Members of the 35-member Itasca Symphony Orchestra welcomed Minnesota Orchestra guests to their regular Monday night session, where conductor Sarah Hicks led a two-hour rehearsal focusing on Brahms’ Academic Festival Overture.
Fourteen-year-old cellist Maggie Anderson, who travels 45 minutes from Bigfork to attend rehearsal, shared her thoughts with us on the side-by-side experience:
I wasn’t exactly sure what to expect going into the Itasca Symphony rehearsal last night with the Minnesota Orchestra. The experience was electrifying!
Almost every section of the orchestra had a musician from the Minnesota Orchestra helping us out and giving guidance as we tackled the Academic Festival Overture by Johannes Brahms. Conductor Sarah Hicks helped us to envision how certain parts of the piece should be expressed and told us what the composer was trying to convey in these different sections. Whenever there was a “lull in the action” or when Sarah would work with one or two of the sections, the other professional musicians would “huddle” with their sections and give great tips. Our Itasca Symphony first violinist, Mary LaPlant, came up to me later and said that she looked over at the cellos and thought, “their bows are moving together!” She’s really into bowing. After an amazing practice and a short break, we performed the Overture together. It was awesome to hear how much the piece had progressed in such a short time.

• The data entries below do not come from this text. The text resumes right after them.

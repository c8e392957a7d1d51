//! Error types for batch ingestion.
//!
//! Every failure in the ingestion pipeline is an [`IngestError`]. Errors carry:
//! - A stable numeric code for machine parsing
//! - An internal category used for logging and metrics
//! - A user-visible [`FailureCategory`] that decides the response prefix
//! - A retryability hint (only storage conflicts are retried)
//!
//! # Response messages
//!
//! Fuzzer hosts only ever see [`IngestError::user_message`], which is built
//! from the category prefix and the error's display string:
//! ```text
//! Type error: field 'entries' must be an array, got a string
//! Invalid key 'fuzzer-host'
//! Invalid value: invalid batch entry type: crashed
//! Error: storage failure during insert batch
//! ```
//! Storage failures keep their driver detail in [`IngestError::detail`] for
//! logs; it never reaches the response.

use serde::{Deserialize, Serialize};
use thiserror::Error;

/// Result type alias for ingestion operations.
pub type Result<T> = std::result::Result<T, IngestError>;

/// Internal error categories for grouping related errors in logs and metrics.
#[derive(Debug, Clone, Copy, PartialEq, Eq, Hash, Serialize, Deserialize)]
#[serde(rename_all = "snake_case")]
pub enum ErrorCategory {
    /// The payload could not be decoded or failed schema validation.
    Schema,
    /// The persistent store rejected or failed an operation.
    Storage,
    /// A condition the pipeline guarantees never happens.
    Internal,
}

impl std::fmt::Display for ErrorCategory {
    fn fmt(&self, f: &mut std::fmt::Formatter<'_>) -> std::fmt::Result {
        match self {
            ErrorCategory::Schema => write!(f, "schema"),
            ErrorCategory::Storage => write!(f, "storage"),
            ErrorCategory::Internal => write!(f, "internal"),
        }
    }
}

/// User-visible failure categories reported in ingestion responses.
#[derive(Debug, Clone, Copy, PartialEq, Eq, Hash, Serialize, Deserialize)]
#[serde(rename_all = "snake_case")]
pub enum FailureCategory {
    /// A field had the wrong JSON type.
    TypeError,
    /// A required key was absent.
    InvalidKey,
    /// A value failed domain validation.
    InvalidValue,
    /// Anything else.
    Error,
}

impl FailureCategory {
    /// Stable label, used as a metrics dimension.
    pub fn as_str(&self) -> &'static str {
        match self {
            FailureCategory::TypeError => "type_error",
            FailureCategory::InvalidKey => "invalid_key",
            FailureCategory::InvalidValue => "invalid_value",
            FailureCategory::Error => "error",
        }
    }
}

impl std::fmt::Display for FailureCategory {
    fn fmt(&self, f: &mut std::fmt::Formatter<'_>) -> std::fmt::Result {
        f.write_str(self.as_str())
    }
}

/// Unified error type for the ingestion pipeline.
#[derive(Error, Debug, Clone, PartialEq, Eq)]
pub enum IngestError {
    // Schema errors (10-19)
    #[error("malformed batch document: {0}")]
    MalformedDocument(String),

    #[error("missing required field '{0}'")]
    MissingField(String),

    #[error("field '{field}' must be {expected}, got {actual}")]
    TypeMismatch {
        field: String,
        expected: &'static str,
        actual: &'static str,
    },

    #[error("invalid batch entry type: {0}")]
    InvalidEntryType(String),

    #[error("invalid value for '{field}': {reason}")]
    InvalidValue { field: String, reason: String },

    // Storage errors (20-29)
    #[error("storage conflict during {operation}")]
    StorageConflict { operation: String },

    #[error("storage failure during {operation}")]
    StorageFailure { operation: String, detail: String },

    // Internal errors (30-39)
    #[error("BUG: {0}")]
    InternalInvariantViolation(String),
}

impl IngestError {
    /// Shorthand for a [`IngestError::TypeMismatch`].
    pub fn type_mismatch(
        field: impl Into<String>,
        expected: &'static str,
        actual: &'static str,
    ) -> Self {
        IngestError::TypeMismatch {
            field: field.into(),
            expected,
            actual,
        }
    }

    /// Shorthand for a [`IngestError::InvalidValue`].
    pub fn invalid_value(field: impl Into<String>, reason: impl Into<String>) -> Self {
        IngestError::InvalidValue {
            field: field.into(),
            reason: reason.into(),
        }
    }

    /// Returns the error code for this error type.
    ///
    /// Error codes are stable and grouped by category:
    /// - 10-19: Schema errors
    /// - 20-29: Storage errors
    /// - 30-39: Internal errors
    pub fn code(&self) -> u32 {
        match self {
            IngestError::MalformedDocument(_) => 10,
            IngestError::MissingField(_) => 11,
            IngestError::TypeMismatch { .. } => 12,
            IngestError::InvalidEntryType(_) => 13,
            IngestError::InvalidValue { .. } => 14,
            IngestError::StorageConflict { .. } => 20,
            IngestError::StorageFailure { .. } => 21,
            IngestError::InternalInvariantViolation(_) => 30,
        }
    }

    /// Returns the internal category for grouping and filtering.
    pub fn category(&self) -> ErrorCategory {
        match self {
            IngestError::MalformedDocument(_)
            | IngestError::MissingField(_)
            | IngestError::TypeMismatch { .. }
            | IngestError::InvalidEntryType(_)
            | IngestError::InvalidValue { .. } => ErrorCategory::Schema,

            IngestError::StorageConflict { .. } | IngestError::StorageFailure { .. } => {
                ErrorCategory::Storage
            }

            IngestError::InternalInvariantViolation(_) => ErrorCategory::Internal,
        }
    }

    /// Returns the category reported to the submitter.
    ///
    /// An undecodable document counts as an invalid value, the same bucket a
    /// rejected entry type or count lands in.
    pub fn failure_category(&self) -> FailureCategory {
        match self {
            IngestError::TypeMismatch { .. } => FailureCategory::TypeError,
            IngestError::MissingField(_) => FailureCategory::InvalidKey,
            IngestError::MalformedDocument(_)
            | IngestError::InvalidEntryType(_)
            | IngestError::InvalidValue { .. } => FailureCategory::InvalidValue,
            IngestError::StorageConflict { .. }
            | IngestError::StorageFailure { .. }
            | IngestError::InternalInvariantViolation(_) => FailureCategory::Error,
        }
    }

    /// Whether the operation may succeed if simply repeated.
    pub fn is_retryable(&self) -> bool {
        matches!(self, IngestError::StorageConflict { .. })
    }

    /// Driver-level detail for logs. Never part of a response.
    pub fn detail(&self) -> Option<&str> {
        match self {
            IngestError::StorageFailure { detail, .. } => Some(detail),
            _ => None,
        }
    }

    /// The short human-readable message returned to the submitter.
    pub fn user_message(&self) -> String {
        match self.failure_category() {
            FailureCategory::TypeError => format!("Type error: {}", self),
            FailureCategory::InvalidKey => match self {
                IngestError::MissingField(name) => format!("Invalid key '{}'", name),
                other => format!("Invalid key: {}", other),
            },
            FailureCategory::InvalidValue => format!("Invalid value: {}", self),
            FailureCategory::Error => format!("Error: {}", self),
        }
    }
}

Afterwards, the Minnesota Orchestra musicians took time to answer some of our questions. The responses really made me realize the huge amount time and effort it takes to become a professional musician and how much they love what they do. One person asked a question regarding hearing loss in a professional orchestra to which one of the Minnesota Orchestra violinists answered, “What was that?” We all had a laugh. The last question was about the Orchestra’s recent New York concert in Carnegie Hall. We were told the performance made the critics rave and the audience go absolutely nuts. “It was just the right repertoire in the right place at the right time,” said one of the orchestra members. They said that they had completely nailed it and it seemed that everyone in the place knew it. I could tell that the experience had meant a lot to them.
I was left with this really cool energy. My brain was filled with the music, the tips I had gotten, and about my own future in cello. I was also left thinking about the story of one musician who said that his mom made him stop practicing at 9 hours one day. Cool.